Murder of Lisa Holm
- Date: 7 June 2015
- Location: Blomberg, Sweden;
- Cause: Strangulation
- Convicted: Nerijus Bilevičius
- Sentence: Life imprisonment; Deportation to Lithuania to serve sentence;

= Murder of Lisa Holm =

2015 murder in Blomberg, Sweden

Lisa Holm, a 17-year-old girl from Skövde working in Blomberg in Götene Municipality, Sweden, disappeared on 7 June 2015 and her body was found days later in a workshed. Her disappearance, the search for her, and the trial and conviction of Nerijus Bilevičius for her murder received widespread media attention in Sweden and Scandinavia.

==Murder==
On the 7th of June, 2015, Lisa Helena Holm (born 7 February 1998) was about to end her shift at a cafe where she had been working for the summer in Blomberg, close to Källby in Västergötland. She sent a text message at 18:23 to her father in Skövde, saying that she was on her way home on her moped. When Holm did not show up, her father drove to her workplace, hoping she was still there. When he found her moped with keys still in the ignition at the cafe, he and the cafe owner searched the cafe and nearby area without finding anything. At 21:47 they called the police and reported Holm missing. The police soon arrived and started dog searches in the area, in a barn there with several rooms, but found nothing. A glove was later found there.

==Discovery of body==
On Tuesday June 9, the search team found Holm's cellphone case, receipts, tickets and similar items, all of which was identified as belonging to Holm. On Wednesday 10 June, the search area was extended, and the Swedish version of the organization Missing People was called in to help with the search. That day, a pair of earrings was found in the barn. Her license card for her moped and keys to her home were also found that day. On Friday 12 June, the Missing People organization searched the Martorp estate a few kilometres from the cafe. Two people arrived there by car, claiming that the area already had been searched. Missing People representatives became suspicious and called police. They continued to search the area and found a jacket and a helmet belonging to Holm. Later that same night, Holm's body was found in a workshed nearby.

==Trial==
The county court concluded that Holm had been murdered by hanging or strangulation. Technical evidence showed that DNA from Lithuanian citizen Nerijus Bilevičius (born 3 March 1980) was on pieces of rope and ten pieces of Holm's clothing, both inside and out, as well as all over the crime scene. Police and the court also found that Bilevičius had no alibi for the day of the murder. The motive was of a sexual nature. In his computer police found pornography, and technical findings showed that he had been very active sexually in the shed. His actions at Martorp when Missing People first showed up also indicated that he did not want police to continue searching that particular area.

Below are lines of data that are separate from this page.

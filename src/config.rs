//! Storefront Configuration

use std::time::Duration;

use decimal_percentage::Percentage;
use rusty_money::iso::{self, Currency};

use crate::{
    orders::stages::StageSequence,
    promotions::{DiscountPolicy, PromoCodeTable},
};

/// Default interval between automatic stage advances.
pub const DEFAULT_ADVANCE_INTERVAL: Duration = Duration::from_secs(15);

/// Settings shared by the cart and the order tracker.
///
/// Built with [`Default`] or loaded from `fixtures/storefront/*.yml` through
/// [`Fixture::load_storefront`](crate::fixtures::Fixture::load_storefront).
#[derive(Debug, Clone)]
pub struct StorefrontConfig {
    /// Currency every cart line must be priced in
    pub currency: &'static Currency,

    /// Tax applied to the subtotal
    pub tax_rate: Percentage,

    /// Recognised promo codes
    pub promo_codes: PromoCodeTable,

    /// Whether an accepted discount follows later cart changes
    pub discount_policy: DiscountPolicy,

    /// Fulfilment stages
    pub stages: StageSequence,

    /// Interval between automatic stage advances
    pub advance_interval: Duration,
}

impl Default for StorefrontConfig {
    fn default() -> Self {
        Self {
            currency: iso::USD,
            tax_rate: Percentage::from(0.1),
            promo_codes: PromoCodeTable::default(),
            discount_policy: DiscountPolicy::default(),
            stages: StageSequence::default(),
            advance_interval: DEFAULT_ADVANCE_INTERVAL,
        }
    }
}
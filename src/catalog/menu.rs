//! Menus

use rusty_money::{Money, iso::Currency};

use crate::cart::lines::NewCartLine;

/// A dish on a restaurant's menu.
#[derive(Debug, Clone, PartialEq)]
pub struct MenuItem<'a> {
    /// Menu item id, unique within the menu
    pub id: String,

    /// Dish name
    pub name: String,

    /// Short description
    pub description: String,

    /// Unit price
    pub price: Money<'a, Currency>,

    /// Menu section, e.g. "Pizzas"
    pub category: String,
}

impl<'a> MenuItem<'a> {
    /// Cart input for one of this item.
    pub fn to_cart_line(&self) -> NewCartLine<'a> {
        NewCartLine::new(self.id.as_str(), self.name.as_str(), self.price)
    }
}

/// A restaurant's menu, in listing order.
#[derive(Debug, Clone, Default, PartialEq)]
pub struct Menu<'a> {
    items: Vec<MenuItem<'a>>,
}

impl<'a> Menu<'a> {
    /// Create a menu from its items.
    pub fn new(items: Vec<MenuItem<'a>>) -> Self {
        Self { items }
    }

    /// Find an item by id.
    pub fn get(&self, id: &str) -> Option<&MenuItem<'a>> {
        self.items.iter().find(|item| item.id == id)
    }

    /// Items in listing order.
    pub fn iter(&self) -> impl Iterator<Item = &MenuItem<'a>> {
        self.items.iter()
    }

    /// Items grouped by category. Categories appear in the order they are first listed.
    pub fn by_category(&self) -> Vec<(&str, Vec<&MenuItem<'a>>)> {
        let mut sections: Vec<(&str, Vec<&MenuItem<'a>>)> = Vec::new();

        for item in &self.items {
            match sections
                .iter_mut()
                .find(|(category, _)| *category == item.category)
            {
                Some((_, items)) => items.push(item),
                None => sections.push((item.category.as_str(), vec![item])),
            }
        }

        sections
    }

    /// Number of items.
    pub fn len(&self) -> usize {
        self.items.len()
    }

    /// Whether the menu has no items.
    pub fn is_empty(&self) -> bool {
        self.items.is_empty()
    }
}
//! Takeaway prelude.
//!
//! Convenience exports for common library consumers.

#[cfg(feature = "sled-store")]
pub use crate::orders::store::SledStageStore;
pub use crate::{
    cart::{
        CartError, CartLedger,
        checkout::CheckoutSnapshot,
        lines::{CartLine, LineId, NewCartLine},
        totals::CartTotals,
    },
    catalog::{
        Catalog, CatalogError, CuisineFilter, Restaurant,
        menu::{Menu, MenuItem},
    },
    config::StorefrontConfig,
    fixtures::{Fixture, FixtureError},
    observability::{LogFormat, LoggingConfig, ObservabilityError, init_logging},
    orders::{
        Order, OrderError, OrderId,
        driver::{DriverError, ProgressionDriver, ProgressionHandle},
        registry::{SharedTracker, TrackerRegistry},
        stages::{Stage, StageKey, StageSequence, StagesError},
        store::{SessionStageStore, StageStore, StoreError},
        tracker::{OrderStatusTracker, TrackerError, Transition},
    },
    profile::{
        ProfileError, UserProfile,
        addresses::{Address, AddressBook, AddressId, NewAddress},
        history::{OrderHistory, PastOrder},
    },
    promotions::{AppliedPromo, DiscountPolicy, PromoCodeTable, PromoOutcome},
    receipt::{Receipt, ReceiptError},
};
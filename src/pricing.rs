//! Pricing

use rusty_money::{Money, MoneyError, iso::Currency};
use thiserror::Error;

use crate::cart::lines::CartLine;

/// Errors that can occur while calculating line and cart totals.
#[derive(Debug, Error, PartialEq)]
pub enum TotalPriceError {
    /// A line total does not fit in minor units.
    #[error("line total overflowed for {0}")]
    Overflow(String),

    /// Wrapped money arithmetic or currency mismatch error.
    #[error(transparent)]
    Money(#[from] MoneyError),
}

/// Calculates the total for a single line (unit price × quantity).
///
/// # Errors
///
/// Returns [`TotalPriceError::Overflow`] if the product does not fit in minor units.
pub fn line_total<'a>(line: &CartLine<'a>) -> Result<Money<'a, Currency>, TotalPriceError> {
    let minor = line
        .unit_price()
        .to_minor_units()
        .checked_mul(i64::from(line.quantity()))
        .ok_or_else(|| TotalPriceError::Overflow(line.id().to_string()))?;

    Ok(Money::from_minor(minor, line.unit_price().currency()))
}

/// Calculates the subtotal of a list of lines in the given currency.
///
/// An empty slice totals to zero.
///
/// # Errors
///
/// - [`TotalPriceError::Overflow`]: a line total overflowed.
/// - [`TotalPriceError::Money`]: wrapped money arithmetic or currency mismatch error.
pub fn subtotal<'a>(
    lines: &[CartLine<'a>],
    currency: &'a Currency,
) -> Result<Money<'a, Currency>, TotalPriceError> {
    lines
        .iter()
        .try_fold(
            Money::from_minor(0, currency),
            |acc, line| -> Result<_, TotalPriceError> { Ok(acc.add(line_total(line)?)?) },
        )
}

#[cfg(test)]
mod tests {
    use rusty_money::iso::{GBP, USD};
    use testresult::TestResult;

    use crate::cart::lines::NewCartLine;

    use super::*;

    fn line<'a>(id: &str, minor: i64, quantity: u32) -> CartLine<'a> {
        let mut line = CartLine::from_new(NewCartLine::new(id, id, Money::from_minor(minor, USD)));
        line.set_quantity(quantity);
        line
    }

    #[test]
    fn line_total_multiplies_by_quantity() -> TestResult {
        assert_eq!(line_total(&line("m3", 5_99, 2))?, Money::from_minor(11_98, USD));

        Ok(())
    }

    #[test]
    fn line_total_overflow_returns_error() {
        let result = line_total(&line("huge", i64::MAX, 2));

        assert!(matches!(result, Err(TotalPriceError::Overflow(id)) if id == "huge"));
    }

    #[test]
    fn subtotal_sums_line_totals() -> TestResult {
        let lines = [line("m1", 12_99, 1), line("m3", 5_99, 2)];

        assert_eq!(subtotal(&lines, USD)?, Money::from_minor(24_97, USD));

        Ok(())
    }

    #[test]
    fn subtotal_of_nothing_is_zero() -> TestResult {
        assert_eq!(subtotal(&[], GBP)?, Money::from_minor(0, GBP));

        Ok(())
    }

    #[test]
    fn subtotal_currency_mismatch_errors() {
        let lines = [line("m1", 1_00, 1)];

        assert!(matches!(
            subtotal(&lines, GBP),
            Err(TotalPriceError::Money(MoneyError::CurrencyMismatch { .. }))
        ));
    }
}
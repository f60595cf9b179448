//! Fulfilment Stages

use std::{borrow::Cow, fmt, iter};

use rustc_hash::FxHashSet;
use thiserror::Error;

/// Key of the terminal cancelled status. Stage sequences may not use it.
pub const CANCELLED_KEY: &str = "cancelled";

/// Errors building a stage sequence.
#[derive(Debug, Error, PartialEq)]
pub enum StagesError {
    /// A sequence needs at least one stage.
    #[error("stage sequence is empty")]
    Empty,

    /// A stage key is blank.
    #[error("stage {0} has an empty key")]
    EmptyKey(usize),

    /// The same key appears twice.
    #[error("stage key {0} appears more than once")]
    DuplicateKey(String),

    /// A stage uses the reserved cancelled key.
    #[error("stage key \"cancelled\" is reserved for cancelled orders")]
    ReservedKey,
}

/// Identifier of an order status, as persisted in the stage store.
#[derive(Debug, Clone, PartialEq, Eq, Hash)]
pub struct StageKey(Cow<'static, str>);

impl StageKey {
    /// Create a key from any string.
    pub fn new(key: impl Into<Cow<'static, str>>) -> Self {
        Self(key.into())
    }

    /// The key of the terminal cancelled status.
    #[must_use]
    pub const fn cancelled() -> Self {
        Self(Cow::Borrowed(CANCELLED_KEY))
    }

    /// Whether this is the cancelled key.
    pub fn is_cancelled(&self) -> bool {
        self.0 == CANCELLED_KEY
    }

    /// The key as a string slice.
    pub fn as_str(&self) -> &str {
        &self.0
    }
}

impl fmt::Display for StageKey {
    fn fmt(&self, f: &mut fmt::Formatter<'_>) -> fmt::Result {
        f.write_str(&self.0)
    }
}

impl From<&'static str> for StageKey {
    fn from(value: &'static str) -> Self {
        Self(Cow::Borrowed(value))
    }
}

/// A fulfilment stage: key plus display label.
#[derive(Debug, Clone, PartialEq, Eq)]
pub struct Stage {
    key: StageKey,
    label: Cow<'static, str>,
}

impl Stage {
    /// Create a stage.
    pub fn new(key: impl Into<Cow<'static, str>>, label: impl Into<Cow<'static, str>>) -> Self {
        Self {
            key: StageKey::new(key),
            label: label.into(),
        }
    }

    /// The terminal cancelled status.
    #[must_use]
    pub const fn cancelled() -> Self {
        Self {
            key: StageKey::cancelled(),
            label: Cow::Borrowed("Cancelled"),
        }
    }

    /// Stage key.
    pub fn key(&self) -> &StageKey {
        &self.key
    }

    /// Display label.
    pub fn label(&self) -> &str {
        &self.label
    }
}

/// Ordered, non-empty chain of fulfilment stages with unique keys.
#[derive(Debug, Clone, PartialEq, Eq)]
pub struct StageSequence {
    first: Stage,
    rest: Vec<Stage>,
}

impl StageSequence {
    /// Build a sequence, validating keys.
    ///
    /// # Errors
    ///
    /// Returns a [`StagesError`] if the sequence is empty, a key is blank or repeated, or
    /// a stage uses the reserved cancelled key.
    pub fn new(stages: impl Into<Vec<Stage>>) -> Result<Self, StagesError> {
        let mut stages = stages.into().into_iter();
        let first = stages.next().ok_or(StagesError::Empty)?;
        let sequence = Self {
            first,
            rest: stages.collect(),
        };

        sequence.validate()?;

        Ok(sequence)
    }

    /// The initial stage.
    pub fn first(&self) -> &Stage {
        &self.first
    }

    /// Stage at `index`.
    pub fn get(&self, index: usize) -> Option<&Stage> {
        match index.checked_sub(1) {
            None => Some(&self.first),
            Some(rest_index) => self.rest.get(rest_index),
        }
    }

    /// Position of the stage with `key`.
    pub fn position(&self, key: &StageKey) -> Option<usize> {
        self.iter().position(|stage| stage.key() == key)
    }

    /// Index of the final stage.
    pub fn last_index(&self) -> usize {
        self.rest.len()
    }

    /// Number of stages.
    pub fn len(&self) -> usize {
        self.rest.len() + 1
    }

    /// Always false; a sequence has at least one stage.
    pub fn is_empty(&self) -> bool {
        self.len() == 0
    }

    /// Iterate over the stages in order.
    pub fn iter(&self) -> impl Iterator<Item = &Stage> {
        iter::once(&self.first).chain(self.rest.iter())
    }

    fn validate(&self) -> Result<(), StagesError> {
        let mut seen = FxHashSet::default();

        for (index, stage) in self.iter().enumerate() {
            if stage.key.as_str().trim().is_empty() {
                return Err(StagesError::EmptyKey(index));
            }

            if stage.key.is_cancelled() {
                return Err(StagesError::ReservedKey);
            }

            if !seen.insert(stage.key.as_str()) {
                return Err(StagesError::DuplicateKey(stage.key.to_string()));
            }
        }

        Ok(())
    }
}

impl Default for StageSequence {
    fn default() -> Self {
        Self {
            first: Stage::new("confirmed", "Order Confirmed"),
            rest: vec![
                Stage::new("preparing", "Preparing Food"),
                Stage::new("out_for_delivery", "Out for Delivery"),
                Stage::new("delivered", "Delivered"),
            ],
        }
    }
}

#[cfg(test)]
mod tests {
    use super::*;

    #[test]
    fn default_sequence_is_confirmed_to_delivered() {
        let stages = StageSequence::default();
        let keys: Vec<&str> = stages.iter().map(|stage| stage.key().as_str()).collect();

        assert_eq!(keys, ["confirmed", "preparing", "out_for_delivery", "delivered"]);
        assert_eq!(stages.last_index(), 3);
        assert_eq!(stages.position(&StageKey::from("preparing")), Some(1));
        assert_eq!(stages.first().label(), "Order Confirmed");
        assert_eq!(stages.get(3).map(Stage::label), Some("Delivered"));
        assert_eq!(stages.get(4), None);
        assert_eq!(stages.len(), 4);
    }

    #[test]
    fn empty_sequence_is_rejected() {
        assert_eq!(StageSequence::new(Vec::<Stage>::new()), Err(StagesError::Empty));
    }

    #[test]
    fn duplicate_keys_are_rejected() {
        let result = StageSequence::new([Stage::new("a", "A"), Stage::new("a", "Again")]);

        assert_eq!(result, Err(StagesError::DuplicateKey("a".to_string())));
    }

    #[test]
    fn cancelled_key_is_reserved() {
        let result = StageSequence::new([Stage::new("cancelled", "Nope")]);

        assert_eq!(result, Err(StagesError::ReservedKey));
    }

    #[test]
    fn blank_key_is_rejected() {
        let result = StageSequence::new([Stage::new("a", "A"), Stage::new(" ", "Blank")]);

        assert_eq!(result, Err(StagesError::EmptyKey(1)));
    }

    #[test]
    fn cancelled_stage_descriptor() {
        let cancelled = Stage::cancelled();

        assert!(cancelled.key().is_cancelled());
        assert_eq!(cancelled.label(), "Cancelled");
    }
}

The circumstances were considered especially heinous by investigators as Holm was only seventeen years old and physically weaker than Bilevičius. He showed great ruthlessness and criminal intent and police stated that Holm had suffered before finally being murdered at the scene. Bilevičius was sentenced to life imprisonment on 17 November 2015.

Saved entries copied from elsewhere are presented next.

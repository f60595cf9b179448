//! Fixtures
//!
//! YAML fixture sets under `fixtures/`: storefront settings in
//! `fixtures/storefront/{name}.yml` and restaurant listings in
//! `fixtures/restaurants/{name}.yml`.

use std::{fs, path::PathBuf};

use thiserror::Error;
use tracing::debug;

use crate::{
    catalog::{Catalog, CatalogError},
    config::StorefrontConfig,
    fixtures::{restaurants::RestaurantsFixture, storefront::StorefrontFixture},
    orders::stages::StagesError,
};

pub mod prices;
pub mod restaurants;
pub mod storefront;

/// Fixture Parsing Errors
#[derive(Debug, Error)]
pub enum FixtureError {
    /// IO error reading fixture files
    #[error("Failed to read fixture file: {0}")]
    Io(#[from] std::io::Error),

    /// YAML parsing error
    #[error("Failed to parse YAML: {0}")]
    Yaml(#[from] serde_norway::Error),

    /// Invalid price format
    #[error("Invalid price format: {0}")]
    InvalidPrice(String),

    /// Invalid percentage format
    #[error("Invalid percentage format: {0}")]
    InvalidPercentage(String),

    /// Unknown currency code
    #[error("Unknown currency code: {0}")]
    UnknownCurrency(String),

    /// Currency mismatch between storefront and menu prices
    #[error("Currency mismatch: expected {0}, found {1}")]
    CurrencyMismatch(String, String),

    /// Rating is not a number
    #[error("Invalid rating for restaurant {0}")]
    InvalidRating(String),

    /// Advance interval must be positive
    #[error("Advance interval must be at least one second")]
    InvalidInterval,

    /// Invalid stage sequence
    #[error(transparent)]
    Stages(#[from] StagesError),

    /// Invalid restaurant listing
    #[error(transparent)]
    Catalog(#[from] CatalogError),
}

/// Fixture
#[derive(Debug)]
pub struct Fixture<'a> {
    /// Base path for fixture files
    base_path: PathBuf,

    /// Storefront settings; defaults until a storefront fixture is loaded
    config: StorefrontConfig,

    /// Restaurants loaded so far
    catalog: Catalog<'a>,
}

impl<'a> Fixture<'a> {
    /// Create a new empty fixture with default base path
    pub fn new() -> Self {
        Self::with_base_path("./fixtures")
    }

    /// Create a new empty fixture with custom base path
    pub fn with_base_path(base_path: impl Into<PathBuf>) -> Self {
        Self {
            base_path: base_path.into(),
            config: StorefrontConfig::default(),
            catalog: Catalog::default(),
        }
    }

    /// Load storefront settings from a YAML fixture file
    ///
    /// # Errors
    ///
    /// Returns an error if the file cannot be read or parsed, or holds invalid settings.
    pub fn load_storefront(&mut self, name: &str) -> Result<&mut Self, FixtureError> {
        let file_path = self.base_path.join("storefront").join(format!("{name}.yml"));
        let contents = fs::read_to_string(&file_path)?;
        let fixture: StorefrontFixture = serde_norway::from_str(&contents)?;

        self.config = fixture.try_into()?;

        debug!(
            fixture = name,
            currency = self.config.currency.iso_alpha_code,
            "loaded storefront"
        );

        Ok(self)
    }

    /// Load restaurants from a YAML fixture file, appending them to the catalog
    ///
    /// Menu prices must be in the storefront currency, so load the storefront first.
    ///
    /// # Errors
    ///
    /// Returns an error if the file cannot be read or parsed, a price is in another
    /// currency, or a restaurant is invalid or already listed.
    pub fn load_restaurants(&mut self, name: &str) -> Result<&mut Self, FixtureError> {
        let file_path = self.base_path.join("restaurants").join(format!("{name}.yml"));
        let contents = fs::read_to_string(&file_path)?;
        let fixture: RestaurantsFixture = serde_norway::from_str(&contents)?;

        for restaurant_fixture in fixture.restaurants {
            let restaurant = restaurant_fixture.into_restaurant(self.config.currency)?;

            self.catalog.insert(restaurant)?;
        }

        debug!(fixture = name, restaurants = self.catalog.len(), "loaded restaurants");

        Ok(self)
    }

    /// Load a complete fixture set (storefront and restaurants with the same name)
    ///
    /// # Errors
    ///
    /// Returns an error if any of the fixture files cannot be loaded.
    pub fn from_set(name: &str) -> Result<Self, FixtureError> {
        let mut fixture = Self::new();

        fixture.load_storefront(name)?.load_restaurants(name)?;

        Ok(fixture)
    }

    /// Get the storefront settings
    pub fn storefront(&self) -> &StorefrontConfig {
        &self.config
    }

    /// Get the restaurant catalog
    pub fn catalog(&self) -> &Catalog<'a> {
        &self.catalog
    }

    /// Split into settings and catalog
    pub fn into_parts(self) -> (StorefrontConfig, Catalog<'a>) {
        (self.config, self.catalog)
    }
}

impl Default for Fixture<'_> {
    fn default() -> Self {
        Self::new()
    }
}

His attorney Björn Hurtig filed at the court of appeals on 15 April 2016. Hurtig's reasons to appeal his client's sentence were given as someone else having helped or committed the murder and removed the body of Holm, such as the convict's wife. On 2 May 2016, the court of appeals declined to grant a new review or trial, and his life sentence became final.

==Conviction and aftermath==
On 4 July 2016, it was announced that Bilevičius would be placed at Norrtälje Prison, a high-security facility. He was transferred to Lithuania in early 2017, and later that year won an appeal and got 15 years, but by an appellate court in Šiauliai in late 2017 his sentence was again set at life imprisonment.

==Bilevičius' death==
Bilevičius was frequently harassed by other inmates in Swedish prison and often needed medical attention – he was beaten up many times and on occasion drenched in boiling water. He was transferred to Lithuanian prison and harassed by other inmates in Lithuania as well. On 3 August 2022, around 6 p.m. local time, another inmate stabbed Bilevičius in the neck with an improvised knife while on a walk in Marijampolė Correction House. Bilevičius died while being transported to a hospital.